Kartosuwiryo
RAGAM, TERORIS EDIT
Saat interogasi, salah satu dari kedua orang itu meminta petugas memberi makan. Dia berjanji
akan membongkar semua rahasia setelah diberi makan.
Kejadian itu mengingatkan kembali kepada upaya TNI dalam menghadapi pemberontakan
DI/TII di Jawa Barat. Pemberontakan yang dipimpin Sekarmadji Maridjan Kartosoewirdjo ini
paling lama diredakan, meski TNI sudah menggelar operasi militer besar-besaran namun tetap
sulit diberantas.
Maka kemudian selain operasi tempur, TNI menggelar operasi teritorial. Secara persuasif,
anggota gerombolan diminta turun gunung dan kembali ke masyarakat. TNI juga aktif
melakukan pembangunan dan bakti sosial di desa-desa yang semula mendukung DI/TII.

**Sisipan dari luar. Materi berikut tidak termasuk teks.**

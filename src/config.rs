use anyhow::{bail, Context, Result};
use serde::Deserialize;
use std::path::{Path, PathBuf};

use crate::error::MergeError;
use crate::models::Policy;

#[derive(Debug, Deserialize, Clone)]
pub struct Config {
    pub paths: PathsConfig,
    #[serde(default)]
    pub merge: MergeConfig,
    #[serde(default)]
    pub reports: ReportsConfig,
}

#[derive(Debug, Deserialize, Clone)]
pub struct PathsConfig {
    /// One sub-folder per contributor.
    pub input_root: PathBuf,
    pub staging_root: PathBuf,
    #[serde(default)]
    pub archive_root: Option<PathBuf>,
    /// SQLite audit ledger.
    pub ledger: PathBuf,
}

impl PathsConfig {
    pub fn archive_root(&self) -> PathBuf {
        self.archive_root
            .clone()
            .unwrap_or_else(|| self.staging_root.join("archive"))
    }

    /// Lock file guarding apply-mode runs, kept next to the ledger.
    pub fn lock_path(&self) -> PathBuf {
        let mut name = self
            .ledger
            .file_name()
            .map(|n| n.to_os_string())
            .unwrap_or_else(|| "ledger".into());
        name.push(".lock");
        self.ledger.with_file_name(name)
    }
}

#[derive(Debug, Deserialize, Clone)]
pub struct MergeConfig {
    #[serde(default)]
    pub policy: Policy,
    #[serde(default = "default_include_globs")]
    pub include_globs: Vec<String>,
    #[serde(default)]
    pub ensure_contributors: Vec<String>,
    /// `PATH` or `KEY=PATH`.
    #[serde(default)]
    pub force_winners: Vec<String>,
    #[serde(default = "default_lock")]
    pub lock: bool,
}

impl Default for MergeConfig {
    fn default() -> Self {
        Self {
            policy: Policy::default(),
            include_globs: default_include_globs(),
            ensure_contributors: Vec::new(),
            force_winners: Vec::new(),
            lock: true,
        }
    }
}

fn default_include_globs() -> Vec<String> {
    vec!["*.lorprev".to_string()]
}

fn default_lock() -> bool {
    true
}

#[derive(Debug, Deserialize, Clone, Default)]
pub struct ReportsConfig {
    /// JSON run summary written at the end of every run.
    #[serde(default)]
    pub json: Option<PathBuf>,
    /// Additional report files (written by external tooling) that must not
    /// be locked when a run starts.
    #[serde(default)]
    pub probe: Vec<PathBuf>,
}

impl ReportsConfig {
    /// Every report path checked by the pre-flight probe.
    pub fn targets(&self) -> Vec<PathBuf> {
        self.json.iter().chain(self.probe.iter()).cloned().collect()
    }
}

/// A `--force-winner` entry after parsing.
#[derive(Debug, Clone, PartialEq, Eq)]
pub struct ForceWinner {
    /// Restricts the override to one identity key.
    pub key: Option<String>,
    pub path: PathBuf,
}

impl ForceWinner {
    pub fn parse(spec: &str) -> Result<Self, MergeError> {
        let spec = spec.trim();
        if spec.is_empty() {
            return Err(MergeError::Config("empty force-winner entry".to_string()));
        }
        // Keys always carry a `ID:` or `NAME:` prefix, so a bare Windows
        // drive path like `C:\x` is not mistaken for one.
        if let Some((key, path)) = spec.split_once('=') {
            let key = key.trim();
            if key.starts_with("ID:") || key.starts_with("NAME:") {
                return Ok(Self {
                    key: Some(key.to_string()),
                    path: resolve(Path::new(path.trim())),
                });
            }
        }
        Ok(Self {
            key: None,
            path: resolve(Path::new(spec)),
        })
    }

    pub fn matches(&self, key: &str, path: &Path) -> bool {
        if let Some(k) = &self.key {
            if k != key {
                return false;
            }
        }
        resolve(path) == self.path
    }
}

/// Canonical form when the file exists, otherwise the path as given.
pub fn resolve(path: &Path) -> PathBuf {
    std::fs::canonicalize(path).unwrap_or_else(|_| path.to_path_buf())
}

impl Config {
    pub fn force_winners(&self) -> Result<Vec<ForceWinner>> {
        self.merge
            .force_winners
            .iter()
            .map(|s| ForceWinner::parse(s))
            .collect::<Result<Vec<_>, _>>()
            .map_err(Into::into)
    }
}

pub fn load_config(path: &Path) -> Result<Config> {
    let content = std::fs::read_to_string(path)
        .with_context(|| format!("Failed to read config file: {}", path.display()))?;

    let config: Config = toml::from_str(&content).with_context(|| "Failed to parse config file")?;
    validate(&config)?;
    Ok(config)
}

pub fn validate(config: &Config) -> Result<()> {
    let paths = &config.paths;
    if paths.input_root.as_os_str().is_empty() {
        bail!("paths.input_root must be set");
    }
    if paths.staging_root.as_os_str().is_empty() {
        bail!("paths.staging_root must be set");
    }
    if paths.input_root == paths.staging_root {
        bail!("paths.input_root and paths.staging_root must differ");
    }
    if paths.ledger.as_os_str().is_empty() {
        bail!("paths.ledger must be set");
    }

    if config.merge.include_globs.is_empty() {
        bail!("merge.include_globs must contain at least one pattern");
    }
    for pattern in &config.merge.include_globs {
        globset::Glob::new(pattern)
            .with_context(|| format!("Invalid merge.include_globs pattern: '{}'", pattern))?;
    }

    for name in &config.merge.ensure_contributors {
        if name.trim().is_empty() || name.contains(['/', '\\']) {
            bail!(
                "merge.ensure_contributors entries must be plain folder names, got '{}'",
                name
            );
        }
    }

    config.force_winners()?;

    Ok(())
}
use anyhow::Result;
use sqlx::sqlite::{SqliteConnectOptions, SqlitePool, SqlitePoolOptions};
use std::path::Path;
use std::str::FromStr;

use crate::config::Config;

pub async fn connect(config: &Config) -> Result<SqlitePool> {
    connect_path(&config.paths.ledger).await
}

pub async fn connect_path(db_path: &Path) -> Result<SqlitePool> {
    // Ensure parent directory exists
    if let Some(parent) = db_path.parent() {
        std::fs::create_dir_all(parent)?;
    }

    let options = SqliteConnectOptions::from_str(&format!("sqlite:{}", db_path.display()))?
        .create_if_missing(true)
        .foreign_keys(true)
        .journal_mode(sqlx::sqlite::SqliteJournalMode::Wal);

    // One connection: the ledger has a single writer and every statement
    // runs in sequence.
    let pool = SqlitePoolOptions::new()
        .max_connections(1)
        .connect_with(options)
        .await?;

    Ok(pool)
}

/// Open an existing ledger without creating or modifying it. Returns `None`
/// when the file does not exist yet.
pub async fn connect_read_only(db_path: &Path) -> Result<Option<SqlitePool>> {
    if !db_path.is_file() {
        return Ok(None);
    }

    let options = SqliteConnectOptions::from_str(&format!("sqlite:{}", db_path.display()))?
        .read_only(true)
        .create_if_missing(false);

    let pool = SqlitePoolOptions::new()
        .max_connections(1)
        .connect_with(options)
        .await?;

    Ok(Some(pool))
}
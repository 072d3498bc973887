//! Read-only views of the audit ledger: `pmerge history` and `pmerge state`.

use anyhow::Result;

use crate::config::Config;
use crate::ledger::Ledger;

/// Print the most recent runs with their observation, decision and conflict
/// counts.
pub async fn run_history(config: &Config, limit: i64) -> Result<()> {
    let Some(ledger) = Ledger::open_read_only(&config.paths.ledger).await? else {
        println!("No ledger at {}", config.paths.ledger.display());
        return Ok(());
    };

    let size = std::fs::metadata(&config.paths.ledger)
        .map(|m| m.len())
        .unwrap_or(0);
    let runs = ledger.recent_runs(limit).await?;

    println!("Preview Merger: Run History");
    println!("===========================");
    println!();
    println!("  Ledger:  {}", config.paths.ledger.display());
    println!("  Size:    {}", format_bytes(size));
    println!();

    if runs.is_empty() {
        println!("  No runs recorded.");
    } else {
        println!(
            "  {:<34} {:<26} {:<30} {:>6} {:>6} {:>9}",
            "RUN", "STARTED", "POLICY", "FILES", "GROUPS", "CONFLICTS"
        );
        println!("  {}", "-".repeat(116));
        for r in &runs {
            println!(
                "  {:<34} {:<26} {:<30} {:>6} {:>6} {:>9}",
                r.run_id, r.started, r.policy, r.observations, r.decisions, r.conflicts
            );
        }
    }
    println!();

    ledger.close().await;
    Ok(())
}

/// Print the last known winner per identity key, or one key's row.
pub async fn run_state(config: &Config, key: Option<&str>) -> Result<()> {
    let Some(ledger) = Ledger::open_read_only(&config.paths.ledger).await? else {
        println!("No ledger at {}", config.paths.ledger.display());
        return Ok(());
    };

    let states: Vec<_> = match key {
        Some(k) => ledger.prior_state(k).await?.into_iter().collect(),
        None => ledger.all_states().await?,
    };

    if states.is_empty() {
        match key {
            Some(k) => println!("No state recorded for {}", k),
            None => println!("No state recorded."),
        }
    }
    for s in &states {
        println!("{}", s.preview_key);
        println!("  name:      {}", s.preview_name.as_deref().unwrap_or("-"));
        println!(
            "  revision:  {}",
            s.revision_num
                .map(|r| r.to_string())
                .unwrap_or_else(|| "-".to_string())
        );
        println!("  sha256:    {}", s.sha256.as_deref().unwrap_or("-"));
        println!("  staged as: {}", s.staged_as.as_deref().unwrap_or("-"));
        println!("  last run:  {}", s.last_run_id.as_deref().unwrap_or("-"));
        println!("  last seen: {}", s.last_seen.as_deref().unwrap_or("-"));
    }

    ledger.close().await;
    Ok(())
}

fn format_bytes(bytes: u64) -> String {
    if bytes < 1024 {
        format!("{} B", bytes)
    } else if bytes < 1024 * 1024 {
        format!("{:.1} KB", bytes as f64 / 1024.0)
    } else {
        format!("{:.1} MB", bytes as f64 / (1024.0 * 1024.0))
    }
}
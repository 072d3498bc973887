//! Winner selection for one identity group.
//!
//! [`select`] is a pure function of the group's contents: input order never
//! changes the winner or the conflict flag.
//!
//! Order of evaluation:
//!
//! 1. Eligibility gate. A candidate whose display-name fields are all blank
//!    or contain whitespace is ineligible. If nobody is eligible the latest
//!    file is reported as winner and the group is blocked.
//! 2. Policy cascade over the eligible subset. For
//!    `prefer-comments-then-revision`: most no-space comments, highest
//!    numeric revision, best fill ratio, latest mtime. For `prefer-latest`:
//!    latest mtime only.
//! 3. Final tie: smallest path wins; `conflict` is raised when the tied
//!    files differ in content.

use std::cmp::Ordering;

use crate::models::{Candidate, Group, Policy, Selection};

pub fn select(group: &Group, policy: Policy) -> Selection {
    let all: Vec<&Candidate> = group.candidates.iter().collect();
    let eligible: Vec<&Candidate> = all
        .iter()
        .copied()
        .filter(|c| !c.comment_health.is_ineligible())
        .collect();

    if eligible.is_empty() {
        let latest = retain_max(all, |a, b| a.mtime.cmp(&b.mtime));
        let winner = smallest_path(&latest);
        return finish(
            group,
            winner,
            "all candidates ineligible (no usable display names); reporting only".to_string(),
            true,
            true,
        );
    }

    let excluded = group.candidates.len() - eligible.len();
    if eligible.len() == 1 {
        let reason = if excluded == 0 {
            "single candidate".to_string()
        } else {
            format!("only eligible candidate ({} ineligible)", excluded)
        };
        return finish(group, eligible[0], reason, false, false);
    }

    let mut trace = Vec::new();
    if excluded > 0 {
        trace.push(format!("{} ineligible excluded", excluded));
    }

    let (winner, conflict) = match policy {
        Policy::PreferCommentsThenRevision => comments_then_revision(eligible, &mut trace),
        Policy::PreferLatest => latest(eligible, &mut trace),
    };
    finish(group, winner, trace.join("; "), conflict, false)
}

/// Build a selection with an externally chosen winner (`--force-winner`).
/// The eligibility gate still applies to the forced file.
pub fn forced(group: &Group, winner: &Candidate) -> Selection {
    if winner.comment_health.is_ineligible() {
        return finish(
            group,
            winner,
            "forced winner is ineligible (no usable display names)".to_string(),
            true,
            true,
        );
    }
    finish(group, winner, "forced winner".to_string(), false, false)
}

fn comments_then_revision<'a>(
    mut tied: Vec<&'a Candidate>,
    trace: &mut Vec<String>,
) -> (&'a Candidate, bool) {
    tied = retain_max(tied, |a, b| {
        a.comment_health.no_space.cmp(&b.comment_health.no_space)
    });
    let ns = tied[0].comment_health.no_space;
    if tied.len() == 1 {
        trace.push(format!("most no-space comments={}", ns));
        return (tied[0], false);
    }
    trace.push(format!("no-space comments tied at {}", ns));

    if tied.iter().any(|c| c.identity.revision_numeric.is_some()) {
        tied = retain_max(tied, |a, b| {
            cmp_revision(a.identity.revision_numeric, b.identity.revision_numeric)
        });
        let rev = tied[0].identity.revision_numeric.unwrap_or(-1.0);
        if tied.len() == 1 {
            trace.push(format!("highest revision={}", rev));
            return (tied[0], false);
        }
        trace.push(format!("revision tied at {}", rev));
    } else {
        trace.push("no numeric revision".to_string());
    }

    tied = retain_max(tied, |a, b| a.comment_health.cmp_fill_ratio(&b.comment_health));
    let health = tied[0].comment_health;
    if tied.len() == 1 {
        trace.push(format!("best fill {}/{}", health.filled, health.total));
        return (tied[0], false);
    }
    trace.push(format!("fill tied at {}/{}", health.filled, health.total));

    latest(tied, trace)
}

fn latest<'a>(tied: Vec<&'a Candidate>, trace: &mut Vec<String>) -> (&'a Candidate, bool) {
    let tied = retain_max(tied, |a, b| a.mtime.cmp(&b.mtime));
    if tied.len() == 1 {
        trace.push("latest modification time".to_string());
        return (tied[0], false);
    }
    trace.push("modification time tied".to_string());

    let winner = smallest_path(&tied);
    let conflict = tied
        .iter()
        .any(|c| c.content_digest != winner.content_digest);
    if conflict {
        trace.push("different content; picked first path, needs review".to_string());
    } else {
        trace.push("identical content; picked first path".to_string());
    }
    (winner, conflict)
}

/// `None` sorts below every numeric revision.
fn cmp_revision(a: Option<f64>, b: Option<f64>) -> Ordering {
    match (a, b) {
        (Some(x), Some(y)) => x.total_cmp(&y),
        (Some(_), None) => Ordering::Greater,
        (None, Some(_)) => Ordering::Less,
        (None, None) => Ordering::Equal,
    }
}

/// Keep every item that compares equal to the maximum. `items` is non-empty.
fn retain_max<'a, F>(items: Vec<&'a Candidate>, cmp: F) -> Vec<&'a Candidate>
where
    F: Fn(&Candidate, &Candidate) -> Ordering,
{
    let Some(best) = items.iter().copied().max_by(|a, b| cmp(a, b)) else {
        return items;
    };
    items
        .into_iter()
        .filter(|c| cmp(c, best) == Ordering::Equal)
        .collect()
}

fn smallest_path<'a>(items: &[&'a Candidate]) -> &'a Candidate {
    items
        .iter()
        .copied()
        .min_by(|a, b| a.cmp_path(b))
        .unwrap_or(items[0])
}

fn finish(
    group: &Group,
    winner: &Candidate,
    reason: String,
    conflict: bool,
    blocked: bool,
) -> Selection {
    let mut losers: Vec<Candidate> = group
        .candidates
        .iter()
        .filter(|c| c.path != winner.path)
        .cloned()
        .collect();
    losers.sort_by(|a, b| a.cmp_path(b));
    Selection {
        winner: winner.clone(),
        losers,
        reason,
        conflict,
        blocked,
    }
}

Masyarakat mulai berbalik bersimpati pada TNI dan mulai berhenti membantu DI/TII. Ribuan
orang berhasil dipanggil untuk kembali ke masyarakat.
Namun tetap ada yang meneruskan perlawanan. Maka TNI bersama rakyat bersama-sama
menggelar operasi pagar betis.
"Kita membangun puluhan pos dengan jarak 25-50 meter mengelilingi gunung. Anggota DI/TII
tak bisa meloloskan diri. Mereka terkurung di lereng-lereng. Lama-lama kehabisan makanan,"
kisah Ajat (82), pensiunan prajurit Kujang Siliwangi yang mengikuti operasi Pagar Betis di
sekitar wilayah Tasikmalaya dan Garut.
Pria berpangkat Pembantu Letnan Satu itu menceritakan saat itu sebenarnya pasukan DI/TII
pun sudah lelah bertempur. Apalagi sebagian keluarga mereka sudah kembali ke pangkuan
Republik Indonesia.
TNI tahu pihak DI/TII sudah kelaparan di gunung. Maka setiap malam setiap pos biasanya
memasak nasi liwet. Beras yang dicampur santan, bumbu repah dan ikan asin itu wanginya
sangat harum saat dimasak. Angin menerbangkan wangi nasi liwet dan ikan asin hingga ke
puncak gunung tempat para pemberontak bersembunyi.
"Banyak yang akhirnya menyerah dan turun ke pos-pos di kaki gunung," kata Ajat.